The trial court totally ignored that falsehood and decided in favor of the bank. The Court of Appeals ruled otherwise: The lie was staring everyone in the face, so how could the trial judge be so blind? It annulled the foreclosure, ordering mutual restoration. But the Supreme Court, while respecting the Court of Appeal’s factual finding that the bank had lied so maliciously, ruled nonetheless that the bank’s “breach of contract” was just “slight” or inconsequential as the amount it failed to release accounted for only about 20 percent of the total funds promised!

In practical terms, if the loan value is, say, P100 million, any lending bank can now cite this “jurisprudence” as its legal excuse for withholding P20 million (or maybe more—who draws the line?) under any false pretense, without losing its right to foreclose on the mortgage!

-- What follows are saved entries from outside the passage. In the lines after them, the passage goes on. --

//! # Hardware Module
//!
//! Capability traits for the two pieces of hardware the monitor touches:
//! digital output lines driving the multiplexers, and the ADS1115 ADC that
//! converts the shared analog line.
//!
//! The board is singular, so each capability is constructed once in `main`
//! and shared as an `Arc` between the components that need it.
//!
//! Backends:
//! - [`sysfs::SysfsGpio`]: Linux sysfs GPIO
//! - [`iio::IioAdc`]: ADS1115 through the kernel IIO driver
//! - [`simulated::SimulatedBoard`]: in-process model of the mux board

use async_trait::async_trait;
use serde::{Deserialize, Serialize};

use crate::error::HardwareError;

pub mod iio;
pub mod simulated;
pub mod sysfs;

/// Number of single-ended ADC inputs on the ADS1115
pub const ADC_CHANNEL_COUNT: u8 = 4;

/// Output level of a digital line
#[derive(Debug, Clone, Copy, PartialEq, Eq, Serialize)]
pub enum PinLevel {
    Low,
    High,
}

impl PinLevel {
    /// Level for bit `bit` of `value`
    #[must_use]
    pub fn from_bit(value: u8, bit: u8) -> Self {
        if (value >> bit) & 0x01 == 1 {
            PinLevel::High
        } else {
            PinLevel::Low
        }
    }
}

/// ADS1115 programmable gain, named by its full-scale range
#[derive(Debug, Clone, Copy, PartialEq, Eq, Serialize, Deserialize)]
pub enum Gain {
    #[serde(rename = "6.144V")]
    V6_144,
    #[serde(rename = "4.096V")]
    V4_096,
    #[serde(rename = "2.048V")]
    V2_048,
    #[serde(rename = "1.024V")]
    V1_024,
    #[serde(rename = "0.512V")]
    V0_512,
    #[serde(rename = "0.256V")]
    V0_256,
}

impl Gain {
    /// Every gain setting, widest range first
    pub const ALL: [Gain; 6] = [
        Gain::V6_144,
        Gain::V4_096,
        Gain::V2_048,
        Gain::V1_024,
        Gain::V0_512,
        Gain::V0_256,
    ];

    /// Full-scale range in volts
    #[must_use]
    pub fn full_scale_volts(&self) -> f64 {
        match self {
            Gain::V6_144 => 6.144,
            Gain::V4_096 => 4.096,
            Gain::V2_048 => 2.048,
            Gain::V1_024 => 1.024,
            Gain::V0_512 => 0.512,
            Gain::V0_256 => 0.256,
        }
    }

    /// Millivolts per LSB of a 16-bit signed conversion
    #[must_use]
    pub fn millivolts_per_lsb(&self) -> f64 {
        self.full_scale_volts() * 1000.0 / 32768.0
    }

    /// Name used in configuration and status, e.g. `"6.144V"`
    #[must_use]
    pub fn name(&self) -> &'static str {
        match self {
            Gain::V6_144 => "6.144V",
            Gain::V4_096 => "4.096V",
            Gain::V2_048 => "2.048V",
            Gain::V1_024 => "1.024V",
            Gain::V0_512 => "0.512V",
            Gain::V0_256 => "0.256V",
        }
    }
}

impl std::fmt::Display for Gain {
    fn fmt(&self, f: &mut std::fmt::Formatter<'_>) -> std::fmt::Result {
        f.write_str(self.name())
    }
}

/// Digital output lines (mux select S0-S3 and the four enable lines)
#[async_trait]
pub trait DigitalOutput: Send + Sync {
    /// Drive `pin` to `level`
    async fn set_output(&self, pin: u8, level: PinLevel) -> Result<(), HardwareError>;
}

/// Single-ended voltage reads from the ADC
#[async_trait]
pub trait AdcReader: Send + Sync {
    /// Read the voltage on `channel` (0-3) in volts
    async fn read_voltage(&self, channel: u8) -> Result<f64, HardwareError>;

    /// Read the signed conversion result of `channel` at the current gain
    async fn read_raw(&self, channel: u8) -> Result<i32, HardwareError>;

    /// Change the programmable gain
    async fn set_gain(&self, gain: Gain) -> Result<(), HardwareError>;

    /// Confirm the device answers
    async fn check_connection(&self) -> Result<(), HardwareError>;
}

/// Reject ADC channels the ADS1115 does not have
pub(crate) fn validate_adc_channel(channel: u8) -> Result<(), HardwareError> {
    if channel >= ADC_CHANNEL_COUNT {
        return Err(HardwareError::InvalidChannel(channel));
    }
    Ok(())
}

We don’t know how lawyers could see that decision as now seriously forming “part of the law of the land,” but in the eyes of lay people like us, it was shocking that such an iniquitous ruling would come from a court where supposedly the brightest legal minds in the country dwell!

And worthy of note—and I’m sure to the dismay of many—is the fact, indeed, that the Supreme Court did not seem in the least troubled by all the lies told amid the solemnity of a court trial and in sworn pleadings. Is it any wonder perjury or false testimony is never taken seriously in this country?

—ROSE ANNE LOPEZ-BARTOLOME, [email protected]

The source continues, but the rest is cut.